Veronica mengatakan, dalam laporan setebal 130 halaman ini menjelaskan rinci akar masalah demonstrasi besar menolak rasisme terhadap mahasiswa Papua Barat di Malang, Semarang dan Semarang tahun lalu. Aksi yang berujung gerakan massa di Papua dan berbagai daerah di Indonesia hingga ke Ibu Kota Jakarta.
“Laporan ini dirangkumke dalam ringkasan eksekutif, sebuah kompilasi dari berbagai analisis dan kejadian yang berfokus pada pelanggaran HAM yang dilakukan selama Gerakan Melawan, termasuk rasisme yang menjadi pemicu dan impunitas yang dinikmati oleh para pelaku,” kata Veronica dalam keterangannya.
Veronica menyebut laporan ini juga menggambarkan bagaimana pemerintah melakukan berbagai cara untuk membungkam aksi massa dengan tentang isu rasisme, impunitas, pembunuhan di luar hukum, kebebasan pers, pemadaman internet, pasal makar, penggunaan kekuatan berlebihan terhadap demonstran, dan penggunaan milisi sipil.
“Semua isu ini adalah hal-hal yang ditanyakan oleh Komite HAM Perserikatan Bangsa-Bangsa (PBB) tentang West Papua, yang dikeluarkan untuk Pemerintah Indonesia pada 2 September 2020. Komite ini adalah sebuah badan ahli yang ditunjuk oleh Kantor Komisioner Tinggi HAM PBB (OHCHR),” jelasnya.
Dalam laporan ini tercatat ada 22 kota di Papua Barat, 17 kota di Indonesia, dan tiga kota di luar negeri yang turut menggelar aksi mengecam tindakan rasisme terhadap rakyat Papua selama 19-30 Agustus 2019.
Atas peristiwa ini, tercatat ada 1.017 orang yang ditangkap selama pergerakan, 22 orang di antaranya menjadi tahanan politik dengan tuduhan makar.
Sementara, Dana Otonomi Khusus pemerintah pusat yang mengalir ke Papua dalam bentuk dana Otonomi Khusus pada 2018 sebesar Rp 12,03 triliun.

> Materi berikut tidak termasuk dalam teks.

//! Lock release when caller code panics or returns early

use crate::*;
use std::panic::{catch_unwind, AssertUnwindSafe};
use std::thread;

#[test]
fn test_panicking_writer_releases_lock() {
    let map = single_segment_map::<i64, String>();
    map.put(&1, &"before".to_string()).unwrap();

    let result = thread::scope(|s| {
        s.spawn(|| {
            let mut text = String::new();
            let mut ctx = map.acquire_using_locked(&1, &mut text).unwrap();
            ctx.push_str(" and after");
            panic!("writer failed");
        })
        .join()
    });
    assert!(result.is_err());

    let mut text = String::new();
    let ctx = map
        .try_acquire_using_locked_for(&1, &mut text, GRANT)
        .unwrap()
        .expect("lock must be released after a panic");
    // Heap edits are committed while the scope unwinds
    assert_eq!(ctx.as_str(), "before and after");
}

/// Appends to the entry, then fails a later step and leaves through `?`
fn append_then_fail(map: &FlyMap<i64, String>, key: i64) -> Result<usize> {
    let mut text = String::new();
    let mut ctx = map.acquire_using_locked(&key, &mut text)?;
    ctx.push_str(" and after");
    let limit: usize = "unlimited"
        .parse()
        .map_err(|e: std::num::ParseIntError| Error::Config(e.to_string()))?;
    Ok(limit)
}

#[test]
fn test_early_error_return_commits_and_releases_lock() {
    let map = single_segment_map::<i64, String>();
    map.put(&1, &"before".to_string()).unwrap();

    let err = append_then_fail(&map, 1).unwrap_err();
    assert!(err.is_config());

    let seen = thread::scope(|s| {
        s.spawn(|| {
            let mut text = String::new();
            let ctx = map
                .try_acquire_using_locked_for(&1, &mut text, GRANT)
                .unwrap()
                .expect("lock must be released after an error return");
            let stored = ctx.as_str().to_owned();
            drop(ctx);
            stored
        })
        .join()
        .unwrap()
    });
    assert_eq!(seen, "before and after");
    map.close().unwrap();
}

#[test]
fn test_panicking_direct_writer_keeps_landed_writes() {
    let map = single_segment_map::<i64, LongValue>();

    let result = catch_unwind(AssertUnwindSafe(|| {
        let mut value = LongValue::new_direct();
        let mut ctx = map.acquire_using_locked(&1, &mut value).unwrap();
        ctx.set_value(7);
        panic!("after the write");
    }));
    assert!(result.is_err());

    // Direct writes landed before the panic
    assert_eq!(map.get(&1).unwrap().map(|v| v.get_value()), Some(7));
    map.close().unwrap();
}

#[test]
fn test_panicking_reader_releases_lock() {
    let map = single_segment_map::<i64, LongValue>();
    map.put(&1, &LongValue::new_heap()).unwrap();

    let result = catch_unwind(AssertUnwindSafe(|| {
        let mut value = LongValue::new_direct();
        let _ctx = map.get_using_locked(&1, &mut value).unwrap();
        panic!("reader failed");
    }));
    assert!(result.is_err());

    let mut value = LongValue::new_direct();
    assert!(map
        .try_acquire_using_locked_for(&1, &mut value, GRANT)
        .unwrap()
        .is_some());
}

Jumlah tersebut naik 4,86 persen dibandingkan dengan realisasi tahun sebelumnya.
Berdasarkan Laporan Keuangan Pemerintah Pusat 2018 yang telah diaudit, jumlah tersebut terdiri atas Rp 8,03 triliun dana Otonomi Khusus (Otsus) dan Rp 4 triliun dalam bentuk Dana Tambahan Infrastruktur (DTI). Secara lebih rinci, dana otonomi untuk Provinsi Papua Rp 5,62 triliun dan Provinsi Papua Barat Rp 2,41 Triliun. Sedangkan dana tambahan infrastruktur Papua Rp 2,4 triliun dan Papua Barat Rp 1,6 Triliun.
Dalam APBN 2019, pemerintah kembali akan mengucurkan dana Otonomi Khusus untuk dua provinsi paling timur di Indonesia tersebut sebesar Rp 12,66 Triliun dan Rp 13,54 Triliun pada 2020.
Pemberian dana Otsus sering dianggap jalan untuk mengatasi pelanggaran HAM di Papua. Otsus juga kerap dianggap sebagai jawaban pemerintah Indonesia untuk meredam isu Papua merdeka.
Tapi catatan pelanggaran HAM 2019 membuktikan, Dana Otsus tidak memberikan solusi untuk mencegah dan mengatasi pelanggarana HAM di Papua. Buktinya, orang Papua selalu mendapatkan teror, intimidasi bahkan dibunuh, terlebih oleh aparat TNI/POLRI .
Satu contoh bukti, Pdt. Yeremias Zanambani yang tewas ditembak TNI. Hal itu merupakan sikap dan tindakan aparat keamanan yang tidak memiliki hati besar kepada orang Papua. Padahal pembunuhan itu mendapat sorotan luas dimana-mana.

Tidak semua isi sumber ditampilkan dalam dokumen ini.